Items listed in a dataset
━━━━━━━━━━

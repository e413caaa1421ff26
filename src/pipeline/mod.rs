//! Request pipelines built on the registry, the cache and the engine.
//!
//! - [`ingest`]: document prefill into a new cached context
//! - [`query`]: queries answered from cached context state
//! - [`generate`]: direct completions with an implicit model switch

pub mod generate;
pub mod ingest;
pub mod query;

pub use generate::{Completion, CompletionRequest, DirectGenerator, GenerationEvent};
pub use ingest::{IngestOutcome, IngestPipeline, IngestRequest};
pub use query::{QueryExecutor, QueryRequest, QueryResponse, QueryStream, QueryUsage};
//! KV tensor payloads produced by the compute engine.
//!
//! Layout is token-major: for each token, for each layer, the K then V
//! vectors of every KV head, stored as little-endian FP16 on every host. Extending a
//! sequence is therefore a plain byte concatenation.

use bytes::{Bytes, BytesMut};
use half::f16;
use serde::{Deserialize, Serialize};

use crate::engine::EngineError;

/// Dimensions of a KV payload.
#[derive(Debug, Clone, Copy, PartialEq, Eq, Serialize, Deserialize)]
pub struct KvShape {
    /// Number of transformer layers.
    pub n_layers: usize,

    /// Number of KV heads (for GQA/MQA, may differ from attention heads).
    pub n_kv_heads: usize,

    /// Dimension per attention head.
    pub head_dim: usize,

    /// Number of cached token positions.
    pub seq_len: usize,
}

impl KvShape {
    /// FP16 elements per token across all layers, K and V.
    pub fn elements_per_token(&self) -> usize {
        2 * self.n_kv_heads * self.head_dim * self.n_layers
    }

    /// KV bytes per token (FP16, K+V, all layers).
    pub fn bytes_per_token(&self) -> usize {
        self.elements_per_token() * 2
    }

    /// Total payload size in bytes.
    pub fn byte_len(&self) -> usize {
        self.bytes_per_token() * self.seq_len
    }

    /// Same geometry with a different sequence length.
    pub fn with_seq_len(&self, seq_len: usize) -> Self {
        Self { seq_len, ..*self }
    }

    /// Whether two shapes describe the same model geometry.
    pub fn same_geometry(&self, other: &KvShape) -> bool {
        self.n_layers == other.n_layers
            && self.n_kv_heads == other.n_kv_heads
            && self.head_dim == other.head_dim
    }
}

/// An immutable KV payload. Cloning shares the underlying buffer.
#[derive(Debug, Clone, PartialEq, Eq)]
pub struct KvTensors {
    shape: KvShape,
    data: Bytes,
}

impl KvTensors {
    /// Wrap raw bytes, checking they match the shape.
    pub fn new(shape: KvShape, data: Bytes) -> Result<Self, EngineError> {
        if data.len() != shape.byte_len() {
            return Err(EngineError::ShapeMismatch {
                expected: shape.byte_len(),
                actual: data.len(),
            });
        }
        Ok(Self { shape, data })
    }

    /// Build a payload from FP16 values.
    pub fn from_f16(shape: KvShape, values: &[f16]) -> Result<Self, EngineError> {
        let data = if cfg!(target_endian = "little") {
            Bytes::copy_from_slice(bytemuck::cast_slice::<f16, u8>(values))
        } else {
            values.iter().flat_map(|v| v.to_le_bytes()).collect()
        };
        Self::new(shape, data)
    }

    /// Append the KV of further token positions.
    pub fn extend(&self, more: &KvTensors) -> Result<Self, EngineError> {
        if !self.shape.same_geometry(&more.shape) {
            return Err(EngineError::ShapeMismatch {
                expected: self.shape.bytes_per_token(),
                actual: more.shape.bytes_per_token(),
            });
        }
        let mut buf = BytesMut::with_capacity(self.data.len() + more.data.len());
        buf.extend_from_slice(&self.data);
        buf.extend_from_slice(&more.data);
        Ok(Self {
            shape: self.shape.with_seq_len(self.shape.seq_len + more.shape.seq_len),
            data: buf.freeze(),
        })
    }

    pub fn shape(&self) -> KvShape {
        self.shape
    }

    pub fn data(&self) -> &Bytes {
        &self.data
    }

    pub fn seq_len(&self) -> usize {
        self.shape.seq_len
    }

    pub fn byte_len(&self) -> usize {
        self.data.len()
    }

    /// Decode the payload back into FP16 values.
    pub fn to_f16(&self) -> Vec<f16> {
        self.data
            .chunks_exact(2)
            .map(|c| f16::from_le_bytes([c[0], c[1]]))
            .collect()
    }

    /// Content digest of the payload (blake3).
    pub fn digest(&self) -> blake3::Hash {
        blake3::hash(&self.data)
    }
}
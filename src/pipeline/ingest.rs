//! Document ingestion.
//!
//! Prefill runs the full document through the model once with no prior
//! state. The resulting KV tensors are admitted to the hot tier and a
//! durable copy is written in the background.

use std::sync::Arc;
use std::time::Instant;

use chrono::Utc;
use tracing::info;

use crate::cache::entry::new_context_id;
use crate::cache::{ContextCacheManager, ContextInfo};
use crate::engine::{ForwardRequest, SamplingParams};
use crate::error::{CoreError, CoreResult};
use crate::metrics::Metrics;
use crate::registry::ModelRegistry;
use crate::storage::codec::ContextRecord;

/// An ingest request.
#[derive(Debug, Clone)]
pub struct IngestRequest {
    /// Document text.
    pub content: String,

    /// Model the KV state is computed with.
    pub model_id: String,

    /// Display name (defaults to the context ID).
    pub name: Option<String>,

    /// Time-to-live in seconds (None = configured default, 0 = never expire).
    pub ttl_seconds: Option<u64>,

    /// Return an existing context for identical content instead of recomputing.
    pub reuse_existing: bool,
}

/// Result of an ingest.
#[derive(Debug, Clone)]
pub struct IngestOutcome {
    pub context: ContextInfo,

    /// True when an existing context was returned.
    pub reused: bool,
}

pub struct IngestPipeline {
    registry: Arc<ModelRegistry>,
    cache: Arc<ContextCacheManager>,
    metrics: Arc<Metrics>,
    default_ttl_seconds: u64,
}

impl IngestPipeline {
    pub fn new(
        registry: Arc<ModelRegistry>,
        cache: Arc<ContextCacheManager>,
        metrics: Arc<Metrics>,
        default_ttl_seconds: u64,
    ) -> Self {
        Self {
            registry,
            cache,
            metrics,
            default_ttl_seconds,
        }
    }

    /// Prefill `request.content` and cache the result.
    pub async fn ingest(&self, request: IngestRequest) -> CoreResult<IngestOutcome> {
        if request.content.trim().is_empty() {
            return Err(CoreError::InvalidRequest("content must not be empty".into()));
        }
        let descriptor = self.registry.get(&request.model_id)?;
        let content_hash = blake3::hash(request.content.as_bytes()).to_hex().to_string();

        if request.reuse_existing {
            if let Some(existing) = self.cache.find_by_hash(&request.model_id, &content_hash) {
                info!(
                    context_id = %existing.context_id,
                    model_id = %request.model_id,
                    "Reusing existing context"
                );
                return Ok(IngestOutcome {
                    context: existing,
                    reused: true,
                });
            }
        }

        let start = Instant::now();
        let engine = self.registry.engine();
        let weights = descriptor.weights();
        let tokens = engine.tokenize(weights, &request.content)?;
        if tokens.is_empty() {
            return Err(CoreError::InvalidRequest("content produced no tokens".into()));
        }

        let output = engine
            .run_forward(
                weights,
                ForwardRequest {
                    tokens: &tokens,
                    prior: None,
                    max_new_tokens: 0,
                    sampling: SamplingParams::default(),
                },
            )
            .await?;

        let context_id = new_context_id();
        let record = ContextRecord {
            name: request.name.unwrap_or_else(|| context_id.clone()),
            context_id,
            model_id: request.model_id,
            token_count: tokens.len(),
            ttl_seconds: request.ttl_seconds.unwrap_or(self.default_ttl_seconds),
            created_at: Utc::now(),
            content_hash,
        };
        let context = self.cache.admit(record, output.kv).await?;
        self.metrics.ingests.inc();

        info!(
            context_id = %context.context_id,
            model_id = %context.model_id,
            tokens = context.token_count,
            size_bytes = context.size_bytes,
            prefill_ms = start.elapsed().as_secs_f64() * 1000.0,
            "Context ingested"
        );

        Ok(IngestOutcome {
            context,
            reused: false,
        })
    }
}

━━━━━━━━━━

Repeat each record exactly, leaving nothing out.

| Result of this exercise |
repository e413caaa1421ff26
filename src/pipeline/mod.rs
//! Request pipelines built on the registry, the cache and the engine.
//!
//! - [`ingest`]: document prefill into a new cached context
//! - [`query`]: queries answered from cached context state
//! - [`generate`]: direct completions with an implicit model switch

pub mod generate;
pub mod ingest;
pub mod query;

pub use generate::{Completion, CompletionRequest, DirectGenerator, GenerationEvent};
pub use ingest::{IngestOutcome, IngestPipeline, IngestRequest};
pub use query::{QueryExecutor, QueryRequest, QueryResponse, QueryStream, QueryUsage};
//! KV tensor payloads produced by the compute engine.
//!
//! Layout is token-major: for each token, for each layer, the K then V
//! vectors of every KV head, stored as little-endian FP16 on every host. Extending a
//! sequence is therefore a plain byte concatenation.

use bytes::{Bytes, BytesMut};
use half::f16;
use serde::{Deserialize, Serialize};

use crate::engine::EngineError;

/// Dimensions of a KV payload.
#[derive(Debug, Clone, Copy, PartialEq, Eq, Serialize, Deserialize)]
pub struct KvShape {
    /// Number of transformer layers.
    pub n_layers: usize,

    /// Number of KV heads (for GQA/MQA, may differ from attention heads).
    pub n_kv_heads: usize,

    /// Dimension per attention head.
    pub head_dim: usize,

    /// Number of cached token positions.
    pub seq_len: usize,
}

impl KvShape {
    /// FP16 elements per token across all layers, K and V.
    pub fn elements_per_token(&self) -> usize {
        2 * self.n_kv_heads * self.head_dim * self.n_layers
    }

    /// KV bytes per token (FP16, K+V, all layers).
    pub fn bytes_per_token(&self) -> usize {
        self.elements_per_token() * 2
    }

    /// Total payload size in bytes.
    pub fn byte_len(&self) -> usize {
        self.bytes_per_token() * self.seq_len
    }

    /// Same geometry with a different sequence length.
    pub fn with_seq_len(&self, seq_len: usize) -> Self {
        Self { seq_len, ..*self }
    }

    /// Whether two shapes describe the same model geometry.
    pub fn same_geometry(&self, other: &KvShape) -> bool {
        self.n_layers == other.n_layers
            && self.n_kv_heads == other.n_kv_heads
            && self.head_dim == other.head_dim
    }
}

/// An immutable KV payload. Cloning shares the underlying buffer.
#[derive(Debug, Clone, PartialEq, Eq)]
pub struct KvTensors {
    shape: KvShape,
    data: Bytes,
}

impl KvTensors {
    /// Wrap raw bytes, checking they match the shape.
    pub fn new(shape: KvShape, data: Bytes) -> Result<Self, EngineError> {
        if data.len() != shape.byte_len() {
            return Err(EngineError::ShapeMismatch {
                expected: shape.byte_len(),
                actual: data.len(),
            });
        }
        Ok(Self { shape, data })
    }

    /// Build a payload from FP16 values.
    pub fn from_f16(shape: KvShape, values: &[f16]) -> Result<Self, EngineError> {
        let data = if cfg!(target_endian = "little") {
            Bytes::copy_from_slice(bytemuck::cast_slice::<f16, u8>(values))
        } else {
            values.iter().flat_map(|v| v.to_le_bytes()).collect()
        };
        Self::new(shape, data)
    }

    /// Append the KV of further token positions.
    pub fn extend(&self, more: &KvTensors) -> Result<Self, EngineError> {
        if !self.shape.same_geometry(&more.shape) {
            return Err(EngineError::ShapeMismatch {
                expected: self.shape.bytes_per_token(),
                actual: more.shape.bytes_per_token(),
            });
        }
        let mut buf = BytesMut::with_capacity(self.data.len() + more.data.len());
        buf.extend_from_slice(&self.data);
        buf.extend_from_slice(&more.data);
        Ok(Self {
            shape: self.shape.with_seq_len(self.shape.seq_len + more.shape.seq_len),
            data: buf.freeze(),
        })
    }

    pub fn shape(&self) -> KvShape {
        self.shape
    }

    pub fn data(&self) -> &Bytes {
        &self.data
    }

    pub fn seq_len(&self) -> usize {
        self.shape.seq_len
    }

    pub fn byte_len(&self) -> usize {
        self.data.len()
    }

    /// Decode the payload back into FP16 values.
    pub fn to_f16(&self) -> Vec<f16> {
        self.data
            .chunks_exact(2)
            .map(|c| f16::from_le_bytes([c[0], c[1]]))
            .collect()
    }

    /// Content digest of the payload (blake3).
    pub fn digest(&self) -> blake3::Hash {
        blake3::hash(&self.data)
    }
}
filename src/pipeline/ingest.rs
//! Document ingestion.
//!
//! Prefill runs the full document through the model once with no prior
//! state. The resulting KV tensors are admitted to the hot tier and a
//! durable copy is written in the background.

use std::sync::Arc;
use std::time::Instant;

use chrono::Utc;
use tracing::info;

use crate::cache::entry::new_context_id;
use crate::cache::{ContextCacheManager, ContextInfo};
use crate::engine::{ForwardRequest, SamplingParams};
use crate::error::{CoreError, CoreResult};
use crate::metrics::Metrics;
use crate::registry::ModelRegistry;
use crate::storage::codec::ContextRecord;

/// An ingest request.
#[derive(Debug, Clone)]
pub struct IngestRequest {
    /// Document text.
    pub content: String,

    /// Model the KV state is computed with.
    pub model_id: String,

    /// Display name (defaults to the context ID).
    pub name: Option<String>,

    /// Time-to-live in seconds (None = configured default, 0 = never expire).
    pub ttl_seconds: Option<u64>,

    /// Return an existing context for identical content instead of recomputing.
    pub reuse_existing: bool,
}

/// Result of an ingest.
#[derive(Debug, Clone)]
pub struct IngestOutcome {
    pub context: ContextInfo,

    /// True when an existing context was returned.
    pub reused: bool,
}

pub struct IngestPipeline {
    registry: Arc<ModelRegistry>,
    cache: Arc<ContextCacheManager>,
    metrics: Arc<Metrics>,
    default_ttl_seconds: u64,
}

impl IngestPipeline {
    pub fn new(
        registry: Arc<ModelRegistry>,
        cache: Arc<ContextCacheManager>,
        metrics: Arc<Metrics>,
        default_ttl_seconds: u64,
    ) -> Self {
        Self {
            registry,
            cache,
            metrics,
            default_ttl_seconds,
        }
    }

    /// Prefill `request.content` and cache the result.
    pub async fn ingest(&self, request: IngestRequest) -> CoreResult<IngestOutcome> {
        if request.content.trim().is_empty() {
            return Err(CoreError::InvalidRequest("content must not be empty".into()));
        }
        let descriptor = self.registry.get(&request.model_id)?;
        let content_hash = blake3::hash(request.content.as_bytes()).to_hex().to_string();

        if request.reuse_existing {
            if let Some(existing) = self.cache.find_by_hash(&request.model_id, &content_hash) {
                info!(
                    context_id = %existing.context_id,
                    model_id = %request.model_id,
                    "Reusing existing context"
                );
                return Ok(IngestOutcome {
                    context: existing,
                    reused: true,
                });
            }
        }

        let start = Instant::now();
        let engine = self.registry.engine();
        let weights = descriptor.weights();
        let tokens = engine.tokenize(weights, &request.content)?;
        if tokens.is_empty() {
            return Err(CoreError::InvalidRequest("content produced no tokens".into()));
        }

        let output = engine
            .run_forward(
                weights,
                ForwardRequest {
                    tokens: &tokens,
                    prior: None,
                    max_new_tokens: 0,
                    sampling: SamplingParams::default(),
                },
            )
            .await?;

        let context_id = new_context_id();
        let record = ContextRecord {
            name: request.name.unwrap_or_else(|| context_id.clone()),
            context_id,
            model_id: request.model_id,
            token_count: tokens.len(),
            ttl_seconds: request.ttl_seconds.unwrap_or(self.default_ttl_seconds),
            created_at: Utc::now(),
            content_hash,
        };
        let context = self.cache.admit(record, output.kv).await?;
        self.metrics.ingests.inc();

        info!(
            context_id = %context.context_id,
            model_id = %context.model_id,
            tokens = context.token_count,
            size_bytes = context.size_bytes,
            prefill_ms = start.elapsed().as_secs_f64() * 1000.0,
            "Context ingested"
        );

        Ok(IngestOutcome {
            context,
            reused: false,
        })
    }
}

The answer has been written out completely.